The man didn’t take the step. “I can’t swim,” he said.
Menedemos smiled, the way Medusa might have when she was turning someone to stone. “Good.”
All at once, the Rhodian decided he wasn’t so curious after all. He drew back, and nobody seemed eager to take his place. A commotion broke out at the back of the crowd. There was Karneades trying to push his way forward, with Philodemos doing his best to help.
“Let my father through!” Menedemos shouted in a voice that could have reached from the Aphrodite’s stern to bow in the middle of a roaring gale. Sailors would have done whatever he told them without even thinking about it. Landlubbers were less used to taking orders. That always annoyed Menedemos, never more than today.

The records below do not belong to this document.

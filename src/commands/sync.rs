//! `tally sync` command - reconcile a score card after rubric edits
//!
//! Pure structural repair: marks and comments survive wherever their
//! item or category still exists, new rubric nodes get empty score
//! nodes, and score nodes for removed rubric nodes are dropped.

use crate::cli::Cli;
use crate::commands::helpers::{load_score_pair, print_card_mutation};
use tally_core::error::Result;
use tally_core::rubric::update_rubric_score;
use tally_core::store::Store;

/// Execute the sync command
pub fn execute(cli: &Cli, store: &Store, score_id: &str) -> Result<()> {
    let (rubric, prior) = load_score_pair(store, score_id)?;

    let mut next = update_rubric_score(&rubric, &prior, None)?;
    store.save_score(&mut next)?;
    tracing::debug!(id = %next.id, rubric = %rubric.id, "reconciled score card");

    print_card_mutation(cli, &next)
}
//! Score-card reconciliation against an edited rubric
//!
//! A card can go stale whenever its rubric is edited: items and categories
//! added, removed, regrouped, or reordered. Reconciliation rebuilds the
//! card to exactly the rubric's current shape. Grader-authored marks and
//! comments survive as long as their item or category still exists by id;
//! anything new gets an empty node, and nodes whose ids the rubric no
//! longer defines are dropped. Optionally one discrete field update rides
//! along in the same pass.
//!
//! The repaired card is rescored before it is returned, so its caches are
//! fresh and any structural disagreement fails the whole operation
//! immediately instead of surfacing at the next grading step.

use std::collections::HashMap;

use serde::{Deserialize, Serialize};

use crate::error::Result;
use crate::rubric::factory::{make_category_score, make_item_score};
use crate::rubric::score::rescore;
use crate::rubric::types::{
    Rubric, RubricCategory, RubricCategoryScore, RubricItem, RubricItemScore, RubricScore,
};

/// One discrete grading edit, applied during reconciliation
///
/// The `update_score`/`update_comments` flags gate each field so "set the
/// score to none" (reset to ungraded) stays distinguishable from "leave
/// the score untouched". Flags absent from a serialized descriptor
/// deserialize as `false`: no-op.
#[derive(Debug, Clone, PartialEq, Serialize, Deserialize)]
#[serde(tag = "update", rename_all = "lowercase")]
pub enum ScoreUpdate {
    /// Target one item's mark and/or comments
    #[serde(rename_all = "camelCase")]
    Item {
        item_id: String,
        #[serde(default)]
        update_score: bool,
        #[serde(default, skip_serializing_if = "Option::is_none")]
        score: Option<f64>,
        #[serde(default)]
        update_comments: bool,
        #[serde(default, skip_serializing_if = "Option::is_none")]
        comments: Option<String>,
    },
    /// Target one category's comments
    #[serde(rename_all = "camelCase")]
    Category {
        category_id: String,
        #[serde(default)]
        update_comments: bool,
        #[serde(default, skip_serializing_if = "Option::is_none")]
        comments: Option<String>,
    },
}

/// Reconcile a possibly-stale card against the live rubric
///
/// Returns a new card with exactly the rubric's shape. With no descriptor
/// this is pure structural repair (the call to make after editing a
/// rubric). A descriptor targeting an id the rubric no longer defines
/// matches nothing and changes nothing.
pub fn update_rubric_score(
    rubric: &Rubric,
    prior: &RubricScore,
    update: Option<&ScoreUpdate>,
) -> Result<RubricScore> {
    let mut next = RubricScore {
        id: prior.id.clone(),
        rubric_id: rubric.id.clone(),
        name: rubric.name.clone(),
        student_id: prior.student_id.clone(),
        student_name: prior.student_name.clone(),
        course_id: prior.course_id.clone(),
        course_name: prior.course_name.clone(),
        grader: prior.grader.clone(),
        categories: fix_category_score_list(&rubric.categories, &prior.categories),
        comments: prior.comments.clone(),
        computed_score: None,
        created_at: prior.created_at,
        updated_at: prior.updated_at,
    };

    if let Some(update) = update {
        apply_update(&mut next, update);
    }

    rescore(rubric, &mut next)?;
    Ok(next)
}

/// Repair a category score list to shadow the live category list
pub fn fix_category_score_list(
    categories: &[RubricCategory],
    prior: &[RubricCategoryScore],
) -> Vec<RubricCategoryScore> {
    let by_id: HashMap<&str, &RubricCategoryScore> = prior
        .iter()
        .map(|score| (score.category_id.as_str(), score))
        .collect();

    categories
        .iter()
        .map(|category| match by_id.get(category.id.as_str()) {
            Some(prev) => RubricCategoryScore {
                id: prev.id.clone(),
                category_id: category.id.clone(),
                items: fix_item_score_list(&category.items, &prev.items),
                comments: prev.comments.clone(),
                computed_score: None,
            },
            None => make_category_score(category),
        })
        .collect()
}

/// Repair an item score list to shadow the live item list
///
/// Recurses into sub-items: a live item that gained sub-items gets fresh
/// empty sub-scores, one that lost them drops the stale sub-scores.
pub fn fix_item_score_list(
    items: &[RubricItem],
    prior: &[RubricItemScore],
) -> Vec<RubricItemScore> {
    let by_id: HashMap<&str, &RubricItemScore> = prior
        .iter()
        .map(|score| (score.item_id.as_str(), score))
        .collect();

    items
        .iter()
        .map(|item| match by_id.get(item.id.as_str()) {
            Some(prev) => RubricItemScore {
                id: prev.id.clone(),
                item_id: item.id.clone(),
                score: prev.score,
                comments: prev.comments.clone(),
                sub_items: match (&item.sub_items, &prev.sub_items) {
                    (Some(sub_items), Some(prev_sub)) => {
                        Some(fix_item_score_list(sub_items, prev_sub))
                    }
                    (Some(sub_items), None) => {
                        Some(sub_items.iter().map(make_item_score).collect())
                    }
                    (None, _) => None,
                },
                computed_score: None,
            },
            None => make_item_score(item),
        })
        .collect()
}

fn apply_update(rubric_score: &mut RubricScore, update: &ScoreUpdate) {
    match update {
        ScoreUpdate::Item {
            item_id,
            update_score,
            score,
            update_comments,
            comments,
        } => {
            for category in &mut rubric_score.categories {
                apply_item_update(
                    &mut category.items,
                    item_id,
                    (*update_score, *score),
                    (*update_comments, comments),
                );
            }
        }
        ScoreUpdate::Category {
            category_id,
            update_comments,
            comments,
        } => {
            if !update_comments {
                return;
            }
            for category in &mut rubric_score.categories {
                if category.category_id == *category_id {
                    category.comments = comments.clone();
                }
            }
        }
    }
}

fn apply_item_update(
    items: &mut [RubricItemScore],
    item_id: &str,
    score_update: (bool, Option<f64>),
    comments_update: (bool, &Option<String>),
) {
    for item in items {
        if item.item_id == item_id {
            if score_update.0 {
                item.score = score_update.1;
            }
            if comments_update.0 {
                item.comments = comments_update.1.clone();
            }
        }
        if let Some(sub_items) = &mut item.sub_items {
            apply_item_update(sub_items, item_id, score_update, comments_update);
        }
    }
}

At last, Philodemos and his guide stood in front of Menedemos. After giving Karneades the second obolos, he clasped his father’s hand. “Hail,” he said.
“Hail, son. It’s good to see you home,” Philodemos said.
“It’s good to be home,” Menedemos said, and meant it. “Things have been … lively.”
“They often are, where you’re involved.” Even at the moment of return, Philodemos couldn’t resist a gibe. He did add, “They’ve been lively here, too, I will say.”
“Ah?” Menedemos did his best not to seem too eager for news of Rhodes.
“That’s right. You have a new half-brother. I’ve named him Diodoros, for he is Zeus’ gift to the family,” Philodemos said.
“Congratulations, Father. I hope your wife came through the birth well.” Menedemos made himself sound calm and detached over something he cared about more than anything else in the world. If anything had happened to Baukis ….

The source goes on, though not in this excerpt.